BSONEachRow
Input | Output | Alias |
---|---|---|
✔ | ✔ |
Description
The BSONEachRow
format parses data as a sequence of Binary JSON (BSON) documents without any separator between them.
Each row is formatted as a single document and each column is formatted as a single BSON document field with the column name as a key.
Data Types Matching
For output it uses the following correspondence between ClickHouse types and BSON types:
ClickHouse type | BSON Type |
---|---|
Bool | \x08 boolean |
Int8/UInt8/Enum8 | \x10 int32 |
Int16/UInt16/Enum16 | \x10 int32 |
Int32 | \x10 int32 |
UInt32 | \x12 int64 |
Int64/UInt64 | \x12 int64 |
Float32/Float64 | \x01 double |
Date/Date32 | \x10 int32 |
DateTime | \x12 int64 |
DateTime64 | \x09 datetime |
Decimal32 | \x10 int32 |
Decimal64 | \x12 int64 |
Decimal128 | \x05 binary, \x00 binary subtype, size = 16 |
Decimal256 | \x05 binary, \x00 binary subtype, size = 32 |
Int128/UInt128 | \x05 binary, \x00 binary subtype, size = 16 |
Int256/UInt256 | \x05 binary, \x00 binary subtype, size = 32 |
String/FixedString | \x05 binary, \x00 binary subtype or \x02 string if setting output_format_bson_string_as_string is enabled |
UUID | \x05 binary, \x04 uuid subtype, size = 16 |
Array | \x04 array |
Tuple | \x04 array |
Named Tuple | \x03 document |
Map | \x03 document |
IPv4 | \x10 int32 |
IPv6 | \x05 binary, \x00 binary subtype |
For input it uses the following correspondence between BSON types and ClickHouse types:
BSON Type | ClickHouse Type |
---|---|
\x01 double | Float32/Float64 |
\x02 string | String/FixedString |
\x03 document | Map/Named Tuple |
\x04 array | Array/Tuple |
\x05 binary, \x00 binary subtype | String/FixedString/IPv6 |
\x05 binary, \x02 old binary subtype | String/FixedString |
\x05 binary, \x03 old uuid subtype | UUID |
\x05 binary, \x04 uuid subtype | UUID |
\x07 ObjectId | String/FixedString |
\x08 boolean | Bool |
\x09 datetime | DateTime64 |
\x0A null value | NULL |
\x0D JavaScript code | String/FixedString |
\x0E symbol | String/FixedString |
\x10 int32 | Int32/UInt32/Decimal32/IPv4/Enum8/Enum16 |
\x12 int64 | Int64/UInt64/Decimal64/DateTime64 |
Other BSON types are not supported. Additionally, it performs conversion between different integer types.

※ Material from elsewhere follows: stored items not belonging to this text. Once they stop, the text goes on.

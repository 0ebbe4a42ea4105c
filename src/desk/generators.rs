use super::{Category, Desk, IntakeTask, GENERATOR_PRIORITY};
use crate::process::{Context, Process, Step};
use crate::sampling::{Delay, Minutes};
use crate::Priority;

/// Spawns the requests of one category, one sampled gap apart.
///
/// The first request arrives one gap after the start of the day. A generator that finds the desk closed, its quota
/// used up, or (for diagnostics) the intake cutoff passed finishes for good; it never resumes later in the day.
#[derive(Debug)]
pub struct RequestGenerator {
    category: Category,
    remaining: usize,
    spacing: Delay,
    armed: bool,
}

impl RequestGenerator {
    pub fn new(category: Category, target: usize, spacing: Delay) -> Self {
        Self {
            category,
            remaining: target,
            spacing,
            armed: false,
        }
    }

    fn gap(&self, cx: &mut Context<'_, Desk, Minutes>) -> Step<Minutes> {
        let now = *cx.now();
        Step::Hold(cx.state_mut().sample(&self.spacing, now))
    }
}

impl Process<Desk, Minutes> for RequestGenerator {
    fn priority(&self) -> Priority {
        GENERATOR_PRIORITY
    }

    fn resume(&mut self, cx: &mut Context<'_, Desk, Minutes>) -> crate::Result<Step<Minutes>> {
        if !self.armed {
            self.armed = true;
            return Ok(self.gap(cx));
        }

        let desk = cx.state();
        let stop = if !desk.is_open() {
            Some("the desk has closed")
        } else if self.remaining == 0 {
            Some("its quota is used up")
        } else if self.category.gated_by_cutoff() && desk.cutoff_passed() {
            Some("the intake cutoff has passed")
        } else {
            None
        };
        if let Some(reason) = stop {
            log::debug!(
                "{} generator went inert at {} with {} requests left: {}",
                self.category,
                cx.now(),
                self.remaining,
                reason
            );
            return Ok(Step::Done);
        }

        cx.spawn(IntakeTask::new(self.category))?;
        self.remaining -= 1;
        Ok(self.gap(cx))
    }
}
use super::{Process, ProcessId, ProcessState};
use crate::engine::EventQueue;
use crate::resource::{PoolId, ResourcePool};
use crate::SimTime;

use std::ops::Add;

/// Everything an actor may touch during its turn.
///
/// Handed to [`Process::resume()`]. Releases, capacity changes and spawns take effect immediately; any actor they
/// wake is activated later in the same instant, after the current turn ends.
pub struct Context<'a, State, Time>
where
    State: ProcessState<Time>,
    Time: SimTime,
{
    process: ProcessId,
    state: &'a mut State,
    queue: &'a mut EventQueue<State, Time>,
}

impl<'a, State, Time> Context<'a, State, Time>
where
    State: ProcessState<Time>,
    Time: SimTime + Clone + Add<Output = Time>,
{
    pub(crate) fn new(process: ProcessId, state: &'a mut State, queue: &'a mut EventQueue<State, Time>) -> Self {
        Self { process, state, queue }
    }

    /// The actor being resumed.
    pub fn id(&self) -> ProcessId {
        self.process
    }

    pub fn now(&self) -> &Time {
        self.queue.current_time()
    }

    pub fn state(&self) -> &State {
        &*self.state
    }

    pub fn state_mut(&mut self) -> &mut State {
        &mut *self.state
    }

    /// # Errors
    ///
    /// [`Error::UnknownPool`] if `pool` is not registered.
    ///
    /// [`Error::UnknownPool`]: crate::Error::UnknownPool
    pub fn pool(&self, pool: PoolId) -> crate::Result<&ResourcePool> {
        self.state.runtime().pool(pool)
    }

    /// Start a new, independent actor. It first runs later in the current instant.
    ///
    /// # Errors
    ///
    /// Propagates scheduling errors from the event queue.
    pub fn spawn<P>(&mut self, process: P) -> crate::Result<ProcessId>
    where
        P: Process<State, Time> + 'static,
    {
        self.state.runtime_mut().spawn(&mut *self.queue, Box::new(process))
    }

    /// Give back units this actor holds. Waiters admitted by the release are woken in the current instant.
    ///
    /// # Errors
    ///
    /// [`Error::ExcessRelease`] if this actor holds fewer units of `pool` than `units`.
    ///
    /// [`Error::ExcessRelease`]: crate::Error::ExcessRelease
    pub fn release(&mut self, pool: PoolId, units: usize) -> crate::Result {
        self.state.runtime_mut().release(&mut *self.queue, self.process, pool, units)
    }

    /// Change a pool's capacity on the spot. Waiters an increase makes room for are woken in the current instant.
    ///
    /// # Errors
    ///
    /// [`Error::UnknownPool`] if `pool` is not registered, [`Error::UnsatisfiableRequest`] if a waiter on the pool
    /// needs more units than `capacity`.
    ///
    /// [`Error::UnknownPool`]: crate::Error::UnknownPool
    /// [`Error::UnsatisfiableRequest`]: crate::Error::UnsatisfiableRequest
    pub fn set_capacity(&mut self, pool: PoolId, capacity: usize) -> crate::Result {
        self.state.runtime_mut().set_capacity(&mut *self.queue, pool, capacity)
    }
}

For example, it is possible to insert a BSON int32
value into ClickHouse as UInt8
.
Big integers and decimals such as Int128
/UInt128
/Int256
/UInt256
/Decimal128
/Decimal256
can be parsed from a BSON Binary value with the \x00
binary subtype.
In this case, the format will validate that the size of the binary data equals the size of the expected value.
This format does not work properly on Big-Endian platforms.
Example Usage
Format Settings
Setting | Description | Default |
---|---|---|
output_format_bson_string_as_string | Use BSON String type instead of Binary for String columns. | false |
input_format_bson_skip_fields_with_unsupported_types_in_schema_inference | Allow skipping columns with unsupported types while schema inference for format BSONEachRow. | false |